Mais en fait je parlais d'une alternative, pas au même titre que vi est une alternative à OpenOffice

----------

## spider312

Je suis en train de me documenter sur ivman, mais le wiki fr de gentoo est un peu light à ce sujet (je cherche surtout des infos sur la config) donc si quelqu'un a une doc potable, qu'il fasse tourner le lien  :Wink: 

Par contre, on ne peut pas l'utiliser en root+user comme ça a été dit, enfin chez moi il affiche une erreur comme quoi il ne peut pas chopper les infos de dbus, ce qui parait logique, et c'est très dommage, un système client-serveur aurait-été meilleur je pense, que chaque user puisse avoir ses action et qu'il y ait des actions pour tout le monde

Enfin ça viendra bien un jour, on en est à peine au balbutiements de cette technologie ...

----------

## titix

Voilà un howto très intéressant, mais si je puis me permettre, je trouve que celà manque encore un peu de clareté. Ce serai bien de développer un plus  :Wink: 

Anyway bravo zdra  :Very Happy: 

----------

## zdra

J'y ai expliqué ce que je sais, pour le reste je ne suis pas un professionnel du domaine. Donc si tu vois des choses à ajouter ou modifier je suis évidement ouvert aux propositions  :Wink: 

----------

## spider312

ce serait bien de glisser un petit mot sur ivman, pour ceux qui n'ont pas envie d'installer la moitié de gnome

et puis parler un peu de résolution de problèmes aussi (par exemple je branche une lef USB, ça ne fais rien, qu'est-ce que je peux faire :-\)

----------

## lithium

Il m'a toujours sembler que la chaine prennait cette forme : noyau -> udev/hotplug -> hal -> d-bus > gvm

j'explique :

- je branche ma clé

- le noyau detecte l'ajout d'un nouveau materiel

- udev qui scrute le evenenements voit ça et informe hotplug qui charge le pilote correspondant en fonction des informations dans /sys

- udev/hotplug informe hal qu'une clé USB a été branchée qui à son tour fait tourner l'info dans d-bus

- gvm recois le paquet et monte le bordel

ça me parrait plus logique non ?

----------

## Stanislas

Je crois que c'est plutot :

- je branche ma clé

- hotplug détecte l'ajout d'un nouveau materiel (en s'appuiant sur le noyau ... a détailler comment je sais pas trop) et charge les bon modules.
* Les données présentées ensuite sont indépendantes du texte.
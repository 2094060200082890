//! Dual console/file logging setup, adapted from the core library's
//! `tracing`-based approach: a compact, undecorated layer on stderr and a
//! fuller layer in the log file, each independently leveled.

use std::path::PathBuf;

use clap::ValueEnum;
use tracing_appender::non_blocking::WorkerGuard;
use tracing_subscriber::filter::LevelFilter;
use tracing_subscriber::prelude::*;
use tracing_subscriber::{fmt, EnvFilter};

#[derive(Debug, Clone, Copy, PartialEq, Eq, ValueEnum)]
pub enum LogLevel {
    Error,
    Warn,
    Info,
    Debug,
    Trace,
}

impl From<LogLevel> for LevelFilter {
    fn from(level: LogLevel) -> Self {
        match level {
            LogLevel::Error => LevelFilter::ERROR,
            LogLevel::Warn => LevelFilter::WARN,
            LogLevel::Info => LevelFilter::INFO,
            LogLevel::Debug => LevelFilter::DEBUG,
            LogLevel::Trace => LevelFilter::TRACE,
        }
    }
}

/// Installs the global subscriber. The returned guard must be held for the
/// process lifetime; dropping it early truncates buffered file output.
pub fn init_logging(console_level: LogLevel, log_path: PathBuf) -> WorkerGuard {
    let dir = log_path.parent().filter(|p| !p.as_os_str().is_empty()).unwrap_or_else(|| std::path::Path::new("."));
    let file_name = log_path.file_name().unwrap_or_else(|| std::ffi::OsStr::new("reclaim.log"));
    let file_appender = tracing_appender::rolling::never(dir, file_name);
    let (non_blocking, guard) = tracing_appender::non_blocking(file_appender);

    let console_filter = EnvFilter::try_from_default_env().unwrap_or_else(|_| EnvFilter::new(LevelFilter::from(console_level).to_string()));
    let file_filter = EnvFilter::new(LevelFilter::DEBUG.to_string());

    let subscriber = tracing_subscriber::registry()
        .with(
            fmt::layer()
                .with_ansi(false)
                .with_target(true)
                .with_thread_ids(false)
                .with_file(false)
                .with_line_number(false)
                .with_writer(non_blocking)
                .with_filter(file_filter),
        )
        .with(
            fmt::layer()
                .compact()
                .with_ansi(std::io::IsTerminal::is_terminal(&std::io::stderr()))
                .with_target(false)
                .with_file(false)
                .without_time()
                .with_writer(std::io::stderr)
                .with_filter(console_filter),
        );

    tracing::subscriber::set_global_default(subscriber).expect("failed to install global tracing subscriber");
    guard
}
- udev qui scrute le evenenements de hotplug consulte sysfs pour créer/supprimer une entrée dans /dev

... La suite ... j'en suis pas encore là. J'essaie de me dépatouiller à comprendre tout ça ! Arrètez moi si je me trompes !

 Je vais essayer de complèter un peu ce petit tuto (fait pas être pressé j'ai pas beaucoup de temps !)

----------

## Ti momo

Bah parfait rien à dire sur ce ptit HowTo

----------

## dju`

la correction d'ikke (le dev de ivman) n'a pas été apportée au tuto (très bon par ailleurs):

la clef se branche.

le kernel le detecte, et cree un /dev/sda par exemple, grace à udev (et donc hotplug). le kernel modifie aussi /sys.
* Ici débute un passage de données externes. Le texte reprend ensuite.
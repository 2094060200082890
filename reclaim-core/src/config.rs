//! Effective pipeline configuration: staging budgets, NVENC parameter
//! tables, audio handling mode, and the ordered priority tier list.
//!
//! Defaults mirror the values this pipeline has always shipped with, keyed
//! by content type (movie/series) and resolution class (res key).

use std::collections::{HashMap, HashSet};

use serde::{Deserialize, Serialize};

use crate::model::WorkItem;

/// Per-res-key encode parameters for one content type.
pub type ParamTable<T> = HashMap<String, T>;

#[derive(Debug, Clone, Serialize, Deserialize)]
pub struct ContentParams<T> {
    pub movie: ParamTable<T>,
    pub series: ParamTable<T>,
}

impl<T: Clone> ContentParams<T> {
    pub fn get(&self, content_type: &str, res_key: &str, default: T) -> T {
        let table = if content_type == "movie" { &self.movie } else { &self.series };
        table.get(res_key).cloned().unwrap_or(default)
    }
}

#[derive(Debug, Clone, Serialize, Deserialize)]
pub struct PriorityTier {
    pub name: String,
    #[serde(default, skip_serializing_if = "Option::is_none")]
    pub codec: Option<String>,
    #[serde(default, skip_serializing_if = "Option::is_none")]
    pub resolution: Option<String>,
    #[serde(default)]
    pub min_bitrate_kbps: f64,
    #[serde(default, skip_serializing_if = "Option::is_none")]
    pub max_bitrate_kbps: Option<f64>,
}

impl PriorityTier {
    pub fn matches(&self, item: &WorkItem) -> bool {
        if let Some(codec) = &self.codec {
            if codec != &item.video_codec {
                return false;
            }
        }
        if let Some(resolution) = &self.resolution {
            if resolution != &item.resolution_class {
                return false;
            }
        }
        if item.bitrate_kbps < self.min_bitrate_kbps {
            return false;
        }
        if let Some(max) = self.max_bitrate_kbps {
            if item.bitrate_kbps > max {
                return false;
            }
        }
        true
    }
}

#[derive(Debug, Clone, Copy, PartialEq, Eq, Serialize, Deserialize)]
#[serde(rename_all = "lowercase")]
pub enum AudioMode {
    Copy,
    Smart,
}

/// Parameters resolved for one item, after tier lookup and any per-file
/// gentle override has been applied.
#[derive(Debug, Clone)]
pub struct EncodeParams {
    pub cq: i32,
    pub preset: String,
    pub multipass: String,
    pub lookahead: u32,
    pub maxrate: Option<String>,
    pub bufsize: Option<String>,
    pub content_type: String,
    pub res_key: String,
}

#[derive(Debug, Clone, Serialize, Deserialize)]
pub struct Config {
    pub max_staging_bytes: i64,
    pub max_fetch_buffer_bytes: i64,
    pub min_free_space_bytes: i64,

    pub video_codec: String,

    pub cq: ContentParams<i32>,
    pub nvenc_preset: ContentParams<String>,
    pub nvenc_multipass: ContentParams<String>,
    pub nvenc_lookahead: ContentParams<u32>,
    pub nvenc_maxrate: ContentParams<Option<String>>,
    pub nvenc_bufsize: ContentParams<Option<String>>,

    pub pixel_format_hdr: String,
    pub pixel_format_sdr: String,

    pub audio_mode: AudioMode,
    pub audio_eac3_surround_bitrate: String,
    pub audio_eac3_stereo_bitrate: String,
    pub lossless_audio_codecs: HashSet<String>,

    pub overwrite_existing: bool,
    pub replace_original: bool,
    pub verify_duration_tolerance_secs: f64,

    pub priority_tiers: Vec<PriorityTier>,
}

/// Extensions of containers known to trip the encoder's demuxer; remuxed to
/// `.mkv` via stream copy before encoding.
pub const REMUX_EXTENSIONS: &[&str] =
    &[".m2ts", ".avi", ".wmv", ".ts", ".m2v", ".vob", ".mpg", ".mpeg", ".mp4"];

fn table<T: Clone>(movie: &[(&str, T)], series: &[(&str, T)]) -> ContentParams<T> {
    ContentParams {
        movie: movie.iter().map(|(k, v)| (k.to_string(), v.clone())).collect(),
        series: series.iter().map(|(k, v)| (k.to_string(), v.clone())).collect(),
    }
}

impl Default for Config {
    fn default() -> Self {
        Config {
            max_staging_bytes: 2_500_000_000_000,
            max_fetch_buffer_bytes: 500_000_000_000,
            min_free_space_bytes: 50_000_000_000,

            video_codec: "av1_nvenc".to_string(),

            cq: table(
                &[("4K_HDR", 22), ("4K_SDR", 27), ("1080p", 28), ("720p", 30), ("480p", 30), ("SD", 30)],
                &[("4K_HDR", 24), ("4K_SDR", 30), ("1080p", 30), ("720p", 32), ("480p", 32), ("SD", 32)],
            ),
            nvenc_preset: table(
                &[
                    ("4K_HDR", "p7".to_string()), ("4K_SDR", "p5".to_string()), ("1080p", "p5".to_string()),
                    ("720p", "p4".to_string()), ("480p", "p4".to_string()), ("SD", "p4".to_string()),
                ],
                &[
                    ("4K_HDR", "p5".to_string()), ("4K_SDR", "p4".to_string()), ("1080p", "p4".to_string()),
                    ("720p", "p4".to_string()), ("480p", "p4".to_string()), ("SD", "p4".to_string()),
                ],
            ),
            nvenc_multipass: table(
                &[
                    ("4K_HDR", "fullres".to_string()), ("4K_SDR", "qres".to_string()), ("1080p", "qres".to_string()),
                    ("720p", "disabled".to_string()), ("480p", "disabled".to_string()), ("SD", "disabled".to_string()),
                ],
                &[
                    ("4K_HDR", "qres".to_string()), ("4K_SDR", "disabled".to_string()), ("1080p", "disabled".to_string()),
                    ("720p", "disabled".to_string()), ("480p", "disabled".to_string()), ("SD", "disabled".to_string()),
                ],
            ),
            nvenc_lookahead: table(
                &[("4K_HDR", 32), ("4K_SDR", 24), ("1080p", 24), ("720p", 16), ("480p", 16), ("SD", 16)],
                &[("4K_HDR", 24), ("4K_SDR", 16), ("1080p", 16), ("720p", 16), ("480p", 16), ("SD", 16)],
            ),
            nvenc_maxrate: table(
                &[
                    ("4K_HDR", Some("40M".to_string())),
                    ("4K_SDR", Some("20M".to_string())),
                    ("1080p", Some("20M".to_string())),
                    ("720p", None), ("480p", None), ("SD", None),
                ],
                &[
                    ("4K_HDR", Some("20M".to_string())),
                    ("4K_SDR", None), ("1080p", None), ("720p", None), ("480p", None), ("SD", None),
                ],
            ),
            nvenc_bufsize: table(
                &[
                    ("4K_HDR", Some("80M".to_string())),
                    ("4K_SDR", Some("40M".to_string())),
                    ("1080p", Some("40M".to_string())),
                    ("720p", None), ("480p", None), ("SD", None),
                ],
                &[
                    ("4K_HDR", Some("40M".to_string())),
                    ("4K_SDR", None), ("1080p", None), ("720p", None), ("480p", None), ("SD", None),
                ],
            ),

            pixel_format_hdr: "p010le".to_string(),
            pixel_format_sdr: "p010le".to_string(),

            audio_mode: AudioMode::Smart,
            audio_eac3_surround_bitrate: "640k".to_string(),
            audio_eac3_stereo_bitrate: "256k".to_string(),
            lossless_audio_codecs: [
                "truehd", "dts-hd ma", "dts-hd.ma", "flac", "pcm_s16le", "pcm_s24le",
                "pcm_s32le", "pcm_f32le", "pcm_s16be", "pcm_s24be", "pcm_s32be", "pcm_f32be", "alac",
            ]
            .iter()
            .map(|s| s.to_string())
            .collect(),

            overwrite_existing: false,
            replace_original: true,
            verify_duration_tolerance_secs: 2.0,

            priority_tiers: vec![
                PriorityTier { name: "H.264 1080p".into(), codec: Some("H.264".into()), resolution: Some("1080p".into()), min_bitrate_kbps: 0.0, max_bitrate_kbps: None },
                PriorityTier { name: "Bloated HEVC 1080p".into(), codec: Some("HEVC (H.265)".into()), resolution: Some("1080p".into()), min_bitrate_kbps: 15000.0, max_bitrate_kbps: None },
                PriorityTier { name: "Bloated HEVC 4K".into(), codec: Some("HEVC (H.265)".into()), resolution: Some("4K".into()), min_bitrate_kbps: 25000.0, max_bitrate_kbps: None },
                PriorityTier { name: "H.264 720p/other".into(), codec: Some("H.264".into()), resolution: None, min_bitrate_kbps: 0.0, max_bitrate_kbps: None },
                PriorityTier { name: "HEVC 1080p".into(), codec: Some("HEVC (H.265)".into()), resolution: Some("1080p".into()), min_bitrate_kbps: 0.0, max_bitrate_kbps: Some(15000.0) },
                PriorityTier { name: "HEVC 4K >20Mbps".into(), codec: Some("HEVC (H.265)".into()), resolution: Some("4K".into()), min_bitrate_kbps: 20000.0, max_bitrate_kbps: Some(25000.0) },
                PriorityTier { name: "HEVC 4K <=20Mbps".into(), codec: Some("HEVC (H.265)".into()), resolution: Some("4K".into()), min_bitrate_kbps: 0.0, max_bitrate_kbps: Some(20000.0) },
                PriorityTier { name: "HEVC 720p/SD + other".into(), codec: Some("HEVC (H.265)".into()), resolution: None, min_bitrate_kbps: 0.0, max_bitrate_kbps: None },
                PriorityTier { name: "Other codecs".into(), codec: None, resolution: None, min_bitrate_kbps: 0.0, max_bitrate_kbps: None },
            ],
        }
    }
}

impl Config {
    pub fn resolve_encode_params(&self, item: &WorkItem) -> EncodeParams {
        let content_type = item.library_type.content_type().to_string();
        let res_key = item.res_key();

        EncodeParams {
            cq: self.cq.get(&content_type, &res_key, 30),
            preset: self.nvenc_preset.get(&content_type, &res_key, "p4".to_string()),
            multipass: self.nvenc_multipass.get(&content_type, &res_key, "disabled".to_string()),
            lookahead: self.nvenc_lookahead.get(&content_type, &res_key, 16),
            maxrate: self.nvenc_maxrate.get(&content_type, &res_key, None),
            bufsize: self.nvenc_bufsize.get(&content_type, &res_key, None),
            content_type,
            res_key,
        }
    }
}

#[cfg(test)]
mod tests {
    use super::*;
    use crate::model::{AudioStream, LibraryType, WorkItem};

    fn item(codec: &str, res: &str, hdr: bool, library: LibraryType) -> WorkItem {
        WorkItem {
            filepath: "x".into(),
            filename: "x.mkv".into(),
            file_size_bytes: 1,
            file_size_gb: 0.0,
            duration_seconds: 1.0,
            bitrate_kbps: 1.0,
            video_codec: codec.into(),
            video_codec_raw: codec.to_lowercase(),
            resolution_class: res.into(),
            hdr,
            bit_depth: 8,
            audio_streams: Vec::<AudioStream>::new(),
            subtitle_count: 0,
            library_type: library,
            priority_tier: 0,
            tier_name: "x".into(),
        }
    }

    #[test]
    fn resolves_movie_4k_hdr_params() {
        let cfg = Config::default();
        let params = cfg.resolve_encode_params(&item("HEVC (H.265)", "4K", true, LibraryType::Movie));
        assert_eq!(params.cq, 22);
        assert_eq!(params.preset, "p7");
        assert_eq!(params.multipass, "fullres");
        assert_eq!(params.maxrate.as_deref(), Some("40M"));
        assert_eq!(params.res_key, "4K_HDR");
    }

    #[test]
    fn resolves_series_720p_falls_back_to_no_maxrate() {
        let cfg = Config::default();
        let params = cfg.resolve_encode_params(&item("H.264", "720p", false, LibraryType::Series));
        assert_eq!(params.cq, 32);
        assert_eq!(params.maxrate, None);
        assert_eq!(params.content_type, "series");
    }

    #[test]
    fn tier_matching_respects_bitrate_bounds() {
        let tier = PriorityTier {
            name: "HEVC 4K <=20Mbps".into(),
            codec: Some("HEVC (H.265)".into()),
            resolution: Some("4K".into()),
            min_bitrate_kbps: 0.0,
            max_bitrate_kbps: Some(20000.0),
        };
        let mut i = item("HEVC (H.265)", "4K", false, LibraryType::Movie);
        i.bitrate_kbps = 19000.0;
        assert!(tier.matches(&i));
        i.bitrate_kbps = 21000.0;
        assert!(!tier.matches(&i));
    }
}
hal lis dans /sys en utilisant libsysfs. puis hal envoie un message sur le dbus "system". ce n'est donc pas le kernel qui envoie des messages directement sur le dbus. ensuite ivman ou gvm écoutent le dbus, et récupèrent les messages émis par hal. hal n'écoute pas le dbus.
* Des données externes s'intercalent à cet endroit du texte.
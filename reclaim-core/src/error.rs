//! Stage-level error type. Every stage worker returns `Result<(), StageError>`;
//! the orchestrator is responsible for turning a `StageError` into a durable
//! `FileRecord` transition plus a log line, never for propagating it further.

use thiserror::Error;

#[derive(Error, Debug)]
pub enum StageError {
    #[error("source file not found: {0}")]
    SourceNotFound(String),

    #[error("staging budget exceeded, retry later")]
    StagingBudgetExceeded,

    #[error("free space below configured floor, retry later")]
    FreeSpaceFloor,

    #[error("fetch buffer budget exceeded, retry later")]
    FetchBufferExceeded,

    #[error("destination already exists and overwrite is disabled")]
    DestinationExists,

    #[error("encoder exited with status {status}, stderr tail:\n{stderr_tail}")]
    EncoderFailed { status: i32, stderr_tail: String },

    #[error("remux failed, stderr tail:\n{stderr_tail}")]
    RemuxFailed { stderr_tail: String },

    #[error(
        "duration mismatch: source {source_secs:.1}s vs output {output_secs:.1}s (tolerance {tolerance:.1}s)"
    )]
    DurationMismatch {
        source_secs: f64,
        output_secs: f64,
        tolerance: f64,
    },

    #[error("replace protocol failed at step {step}: {detail}")]
    ReplaceFailed { step: &'static str, detail: String },

    #[error("probe failed: {0}")]
    ProbeFailed(String),

    #[error("io error: {0}")]
    Io(#[from] std::io::Error),

    #[error("{0}")]
    Other(#[from] anyhow::Error),
}

impl StageError {
    /// A transient condition the prefetch/orchestrator should retry rather
    /// than surface as an ERROR record.
    pub fn is_retriable(&self) -> bool {
        matches!(
            self,
            StageError::StagingBudgetExceeded
                | StageError::FreeSpaceFloor
                | StageError::FetchBufferExceeded
        )
    }

    /// The stage name recorded on the FileRecord, matching the taxonomy in
    /// the error handling design (fetch/encode/upload/verify/replace).
    pub fn stage_name(&self) -> &'static str {
        match self {
            StageError::SourceNotFound(_)
            | StageError::StagingBudgetExceeded
            | StageError::FreeSpaceFloor
            | StageError::FetchBufferExceeded => "fetch",
            StageError::DestinationExists => "upload",
            StageError::EncoderFailed { .. } | StageError::RemuxFailed { .. } => "encode",
            StageError::DurationMismatch { .. } | StageError::ProbeFailed(_) => "verify",
            StageError::ReplaceFailed { .. } => "replace",
            StageError::Io(_) => "io",
            StageError::Other(_) => "io",
        }
    }
}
voila comment je vois la chose.

----------

## zdra

Oui en effet j'avais completement oublié. Je viens de rapidement corriger, c'est bon mtn ?

----------

## ImMorT4L

Ca marcherait avec un HDD Usb2.0 de 160Go... C'est un fait une très grosse clé USB  :Laughing: 

Ou bien je dois installer autre chose ??? Parce que là, pour y accéder, je passe par vsftpd qui se connecte sur un PC Windows à partir duquel j'Upload les fichier du HDD  :Embarassed: 

Saoulant de devoir lancer le PC Windows pour tranférer des fichiers  :Sad: 

----------

## zdra

Je sais pas si GVM va le considérer comme un volume à monter automatiquement, mais je crois bien.

De toutes facons avec un "dmesg" juste apres avoir connecté ton USB il te dira le fichier /dev/sd?? créé pour acceder à la périf, donc un mount manuel est toujours possible... sauf si il y a un probleme de matos non supporté... Et si c'est formaté en NTFS ce sera en read only sauf si tu fais marcher avec une émulation de driver windows (projet captive).

----------

## ImMorT4L

Vais essayer bêtement comme ça, sinon je suivrai le TUTO vu que ça me dérange pas de la monter manuellement...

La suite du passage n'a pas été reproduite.